Task prompt ->
State how many lines in the entries below hold the word "UpdateItemError", with nothing besides the number.
== Dataset content ==
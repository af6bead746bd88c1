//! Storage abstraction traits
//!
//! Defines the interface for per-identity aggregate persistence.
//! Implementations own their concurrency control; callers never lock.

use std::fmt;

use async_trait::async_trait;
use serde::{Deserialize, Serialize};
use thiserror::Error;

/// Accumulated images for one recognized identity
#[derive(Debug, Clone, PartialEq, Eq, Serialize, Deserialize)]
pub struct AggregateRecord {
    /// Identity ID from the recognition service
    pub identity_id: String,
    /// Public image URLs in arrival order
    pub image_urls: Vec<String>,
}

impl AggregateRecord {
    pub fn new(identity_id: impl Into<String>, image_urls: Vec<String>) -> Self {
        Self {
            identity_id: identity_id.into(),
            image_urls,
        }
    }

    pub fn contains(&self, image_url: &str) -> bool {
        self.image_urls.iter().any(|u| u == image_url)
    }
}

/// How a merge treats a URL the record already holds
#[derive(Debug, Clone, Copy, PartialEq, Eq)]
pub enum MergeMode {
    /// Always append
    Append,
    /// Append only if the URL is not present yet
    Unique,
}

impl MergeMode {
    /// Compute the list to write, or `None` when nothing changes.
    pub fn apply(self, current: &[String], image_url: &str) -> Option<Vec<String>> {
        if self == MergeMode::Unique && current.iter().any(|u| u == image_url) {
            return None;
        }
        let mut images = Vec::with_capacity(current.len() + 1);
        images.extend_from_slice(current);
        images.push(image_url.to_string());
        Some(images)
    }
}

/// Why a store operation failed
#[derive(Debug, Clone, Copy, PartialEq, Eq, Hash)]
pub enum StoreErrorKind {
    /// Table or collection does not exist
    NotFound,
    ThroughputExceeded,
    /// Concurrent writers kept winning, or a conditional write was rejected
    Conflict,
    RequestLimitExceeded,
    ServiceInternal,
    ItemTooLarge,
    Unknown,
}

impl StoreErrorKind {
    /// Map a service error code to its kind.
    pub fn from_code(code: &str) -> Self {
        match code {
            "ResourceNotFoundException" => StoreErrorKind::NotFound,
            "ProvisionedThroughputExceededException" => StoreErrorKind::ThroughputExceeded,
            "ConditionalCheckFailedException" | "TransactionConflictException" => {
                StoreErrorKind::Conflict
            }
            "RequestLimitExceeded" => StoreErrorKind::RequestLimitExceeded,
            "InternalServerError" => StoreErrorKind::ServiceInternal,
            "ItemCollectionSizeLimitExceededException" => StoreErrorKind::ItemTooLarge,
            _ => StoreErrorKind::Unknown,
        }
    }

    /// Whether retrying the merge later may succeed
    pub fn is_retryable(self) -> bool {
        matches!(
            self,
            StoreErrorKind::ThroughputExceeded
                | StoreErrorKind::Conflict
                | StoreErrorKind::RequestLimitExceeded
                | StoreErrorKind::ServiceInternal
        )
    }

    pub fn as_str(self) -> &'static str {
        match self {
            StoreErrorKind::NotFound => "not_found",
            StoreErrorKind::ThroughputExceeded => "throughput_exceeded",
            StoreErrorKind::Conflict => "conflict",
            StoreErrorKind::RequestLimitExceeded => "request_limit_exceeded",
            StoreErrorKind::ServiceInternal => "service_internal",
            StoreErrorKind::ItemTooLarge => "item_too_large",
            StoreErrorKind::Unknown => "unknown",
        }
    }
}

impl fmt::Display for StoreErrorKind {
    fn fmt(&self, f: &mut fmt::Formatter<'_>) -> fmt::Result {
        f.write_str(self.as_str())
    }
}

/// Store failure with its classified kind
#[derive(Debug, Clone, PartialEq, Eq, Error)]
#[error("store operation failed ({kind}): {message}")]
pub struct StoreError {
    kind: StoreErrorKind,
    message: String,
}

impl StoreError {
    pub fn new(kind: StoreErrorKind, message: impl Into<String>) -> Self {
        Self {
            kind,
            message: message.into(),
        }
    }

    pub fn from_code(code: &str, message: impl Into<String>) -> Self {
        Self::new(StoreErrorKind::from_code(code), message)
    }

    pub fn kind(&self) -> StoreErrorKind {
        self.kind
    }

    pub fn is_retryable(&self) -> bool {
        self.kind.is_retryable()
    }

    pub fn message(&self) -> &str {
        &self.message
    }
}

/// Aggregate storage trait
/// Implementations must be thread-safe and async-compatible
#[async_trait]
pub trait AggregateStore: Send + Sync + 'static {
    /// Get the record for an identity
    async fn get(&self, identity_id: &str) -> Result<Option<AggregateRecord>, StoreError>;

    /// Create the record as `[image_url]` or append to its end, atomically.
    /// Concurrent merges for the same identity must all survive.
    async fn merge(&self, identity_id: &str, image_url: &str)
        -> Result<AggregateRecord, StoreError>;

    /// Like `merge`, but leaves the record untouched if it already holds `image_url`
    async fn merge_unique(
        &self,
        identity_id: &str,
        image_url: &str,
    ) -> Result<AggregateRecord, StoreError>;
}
===
== Dataset content ==
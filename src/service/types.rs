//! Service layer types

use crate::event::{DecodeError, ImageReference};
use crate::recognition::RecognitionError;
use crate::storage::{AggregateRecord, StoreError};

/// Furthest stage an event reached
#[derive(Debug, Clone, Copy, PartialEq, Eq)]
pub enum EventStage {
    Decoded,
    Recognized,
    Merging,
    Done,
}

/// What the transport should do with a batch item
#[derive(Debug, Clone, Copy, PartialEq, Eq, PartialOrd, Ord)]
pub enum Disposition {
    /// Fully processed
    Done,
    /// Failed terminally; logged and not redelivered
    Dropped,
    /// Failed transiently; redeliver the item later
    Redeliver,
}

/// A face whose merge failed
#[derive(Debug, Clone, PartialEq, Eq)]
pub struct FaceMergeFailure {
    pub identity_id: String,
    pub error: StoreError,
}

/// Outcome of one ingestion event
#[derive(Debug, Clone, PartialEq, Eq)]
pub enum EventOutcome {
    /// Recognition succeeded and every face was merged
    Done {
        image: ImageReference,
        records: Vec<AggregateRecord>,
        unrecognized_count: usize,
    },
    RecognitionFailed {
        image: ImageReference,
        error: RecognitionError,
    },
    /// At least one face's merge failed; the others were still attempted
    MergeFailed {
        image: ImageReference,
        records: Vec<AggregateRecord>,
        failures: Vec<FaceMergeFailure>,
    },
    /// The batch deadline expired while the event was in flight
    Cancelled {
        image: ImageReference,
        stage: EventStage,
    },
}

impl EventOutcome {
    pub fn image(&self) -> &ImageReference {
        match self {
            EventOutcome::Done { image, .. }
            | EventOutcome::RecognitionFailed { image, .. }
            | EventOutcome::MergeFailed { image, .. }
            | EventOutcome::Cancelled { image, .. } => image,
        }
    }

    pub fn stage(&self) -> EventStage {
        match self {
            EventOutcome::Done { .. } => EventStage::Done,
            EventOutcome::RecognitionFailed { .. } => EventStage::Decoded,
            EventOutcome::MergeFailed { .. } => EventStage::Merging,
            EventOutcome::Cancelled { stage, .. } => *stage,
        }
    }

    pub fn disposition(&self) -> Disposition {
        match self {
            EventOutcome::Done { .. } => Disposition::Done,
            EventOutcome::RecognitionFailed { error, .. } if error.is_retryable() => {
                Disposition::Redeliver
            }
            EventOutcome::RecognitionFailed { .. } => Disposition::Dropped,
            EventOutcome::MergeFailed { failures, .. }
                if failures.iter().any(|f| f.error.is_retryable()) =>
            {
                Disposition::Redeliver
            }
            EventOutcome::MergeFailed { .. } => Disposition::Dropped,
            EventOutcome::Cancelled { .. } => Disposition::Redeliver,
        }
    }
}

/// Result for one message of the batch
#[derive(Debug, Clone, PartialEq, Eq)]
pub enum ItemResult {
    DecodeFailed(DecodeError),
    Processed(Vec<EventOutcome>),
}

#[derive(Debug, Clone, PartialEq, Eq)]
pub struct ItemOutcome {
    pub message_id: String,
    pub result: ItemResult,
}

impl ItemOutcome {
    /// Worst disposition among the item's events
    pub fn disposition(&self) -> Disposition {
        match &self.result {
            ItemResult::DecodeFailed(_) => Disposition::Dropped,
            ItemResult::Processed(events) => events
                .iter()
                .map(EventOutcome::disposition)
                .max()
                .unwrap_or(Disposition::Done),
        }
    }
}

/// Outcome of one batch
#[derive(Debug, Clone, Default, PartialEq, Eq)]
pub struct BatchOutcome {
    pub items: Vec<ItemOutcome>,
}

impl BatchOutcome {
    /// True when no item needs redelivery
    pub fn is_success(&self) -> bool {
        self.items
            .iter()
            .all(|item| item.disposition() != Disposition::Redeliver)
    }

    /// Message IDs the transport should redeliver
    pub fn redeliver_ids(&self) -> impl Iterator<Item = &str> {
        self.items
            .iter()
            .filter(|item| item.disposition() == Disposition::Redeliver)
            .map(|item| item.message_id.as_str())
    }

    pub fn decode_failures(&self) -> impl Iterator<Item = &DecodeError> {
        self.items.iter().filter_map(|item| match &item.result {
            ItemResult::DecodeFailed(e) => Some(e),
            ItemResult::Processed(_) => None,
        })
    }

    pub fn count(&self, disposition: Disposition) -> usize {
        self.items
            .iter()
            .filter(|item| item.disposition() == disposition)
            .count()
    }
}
===
== Dataset content ==
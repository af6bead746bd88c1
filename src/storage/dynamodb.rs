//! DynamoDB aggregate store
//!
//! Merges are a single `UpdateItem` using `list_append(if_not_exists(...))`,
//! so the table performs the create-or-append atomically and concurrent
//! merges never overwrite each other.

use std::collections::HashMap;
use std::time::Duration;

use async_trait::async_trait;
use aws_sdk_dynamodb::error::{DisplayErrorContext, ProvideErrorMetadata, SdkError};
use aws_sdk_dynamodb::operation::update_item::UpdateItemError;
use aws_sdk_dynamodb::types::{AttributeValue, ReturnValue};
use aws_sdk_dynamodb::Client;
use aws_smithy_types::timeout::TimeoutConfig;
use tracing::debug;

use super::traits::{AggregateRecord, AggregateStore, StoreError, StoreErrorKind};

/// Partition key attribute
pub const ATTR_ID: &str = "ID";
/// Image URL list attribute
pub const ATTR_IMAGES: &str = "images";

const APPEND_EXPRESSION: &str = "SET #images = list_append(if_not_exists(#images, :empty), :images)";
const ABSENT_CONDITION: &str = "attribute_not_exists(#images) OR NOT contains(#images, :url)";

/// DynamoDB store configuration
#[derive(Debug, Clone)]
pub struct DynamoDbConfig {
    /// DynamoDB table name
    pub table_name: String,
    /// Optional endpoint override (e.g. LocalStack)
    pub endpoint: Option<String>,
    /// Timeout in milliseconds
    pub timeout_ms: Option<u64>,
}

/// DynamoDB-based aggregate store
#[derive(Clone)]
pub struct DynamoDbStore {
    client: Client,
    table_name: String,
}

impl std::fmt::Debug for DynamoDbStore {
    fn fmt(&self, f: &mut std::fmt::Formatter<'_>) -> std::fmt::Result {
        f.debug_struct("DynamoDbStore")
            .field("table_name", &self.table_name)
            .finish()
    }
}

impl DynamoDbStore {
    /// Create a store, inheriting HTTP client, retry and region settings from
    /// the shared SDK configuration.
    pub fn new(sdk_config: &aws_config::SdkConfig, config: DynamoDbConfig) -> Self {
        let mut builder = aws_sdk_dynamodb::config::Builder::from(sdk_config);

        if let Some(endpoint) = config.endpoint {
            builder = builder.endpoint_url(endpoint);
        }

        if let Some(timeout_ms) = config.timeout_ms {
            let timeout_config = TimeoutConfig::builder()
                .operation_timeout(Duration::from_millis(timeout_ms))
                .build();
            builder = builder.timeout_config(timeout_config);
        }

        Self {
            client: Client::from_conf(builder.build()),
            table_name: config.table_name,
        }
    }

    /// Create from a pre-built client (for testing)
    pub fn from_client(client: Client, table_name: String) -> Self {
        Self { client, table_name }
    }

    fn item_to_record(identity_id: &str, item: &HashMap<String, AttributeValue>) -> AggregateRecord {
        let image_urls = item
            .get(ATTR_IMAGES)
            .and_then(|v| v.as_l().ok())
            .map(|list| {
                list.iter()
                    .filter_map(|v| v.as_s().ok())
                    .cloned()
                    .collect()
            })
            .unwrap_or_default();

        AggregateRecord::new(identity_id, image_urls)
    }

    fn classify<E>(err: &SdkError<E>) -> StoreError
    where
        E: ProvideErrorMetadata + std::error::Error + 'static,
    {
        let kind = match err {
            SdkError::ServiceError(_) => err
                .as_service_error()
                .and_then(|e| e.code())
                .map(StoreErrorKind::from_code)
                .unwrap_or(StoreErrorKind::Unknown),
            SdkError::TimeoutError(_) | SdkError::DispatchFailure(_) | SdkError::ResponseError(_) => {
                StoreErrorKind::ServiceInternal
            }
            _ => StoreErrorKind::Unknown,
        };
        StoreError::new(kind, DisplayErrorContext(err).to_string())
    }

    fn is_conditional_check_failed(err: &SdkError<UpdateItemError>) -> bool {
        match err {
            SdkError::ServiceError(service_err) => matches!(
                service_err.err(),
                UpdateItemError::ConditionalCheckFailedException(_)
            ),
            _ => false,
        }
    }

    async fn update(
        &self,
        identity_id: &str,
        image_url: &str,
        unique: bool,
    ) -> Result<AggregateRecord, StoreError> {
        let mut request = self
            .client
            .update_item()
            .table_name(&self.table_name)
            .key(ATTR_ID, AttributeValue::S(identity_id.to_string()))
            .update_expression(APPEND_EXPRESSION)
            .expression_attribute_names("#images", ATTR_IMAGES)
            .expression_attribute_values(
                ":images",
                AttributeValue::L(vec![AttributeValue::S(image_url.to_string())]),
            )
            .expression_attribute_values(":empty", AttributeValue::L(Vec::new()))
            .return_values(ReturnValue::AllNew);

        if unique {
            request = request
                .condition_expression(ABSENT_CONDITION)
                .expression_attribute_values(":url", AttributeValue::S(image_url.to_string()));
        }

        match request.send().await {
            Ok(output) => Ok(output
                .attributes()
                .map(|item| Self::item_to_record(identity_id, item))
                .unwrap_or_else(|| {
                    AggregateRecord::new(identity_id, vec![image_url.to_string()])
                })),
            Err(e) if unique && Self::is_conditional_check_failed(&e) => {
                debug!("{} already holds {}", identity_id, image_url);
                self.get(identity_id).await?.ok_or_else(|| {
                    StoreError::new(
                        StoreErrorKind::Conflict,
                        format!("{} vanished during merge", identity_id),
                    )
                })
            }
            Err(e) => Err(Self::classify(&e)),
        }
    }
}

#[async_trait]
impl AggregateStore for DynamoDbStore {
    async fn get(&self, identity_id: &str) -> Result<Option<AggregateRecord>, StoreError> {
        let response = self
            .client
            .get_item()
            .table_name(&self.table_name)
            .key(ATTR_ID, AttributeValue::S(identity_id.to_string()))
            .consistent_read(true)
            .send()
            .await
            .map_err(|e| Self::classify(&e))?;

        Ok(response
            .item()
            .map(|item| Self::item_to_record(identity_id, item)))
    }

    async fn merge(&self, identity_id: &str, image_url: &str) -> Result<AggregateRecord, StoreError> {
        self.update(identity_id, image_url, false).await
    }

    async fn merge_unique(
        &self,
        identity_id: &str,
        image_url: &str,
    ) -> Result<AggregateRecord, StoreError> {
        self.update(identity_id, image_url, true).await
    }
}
===
Task response ->
3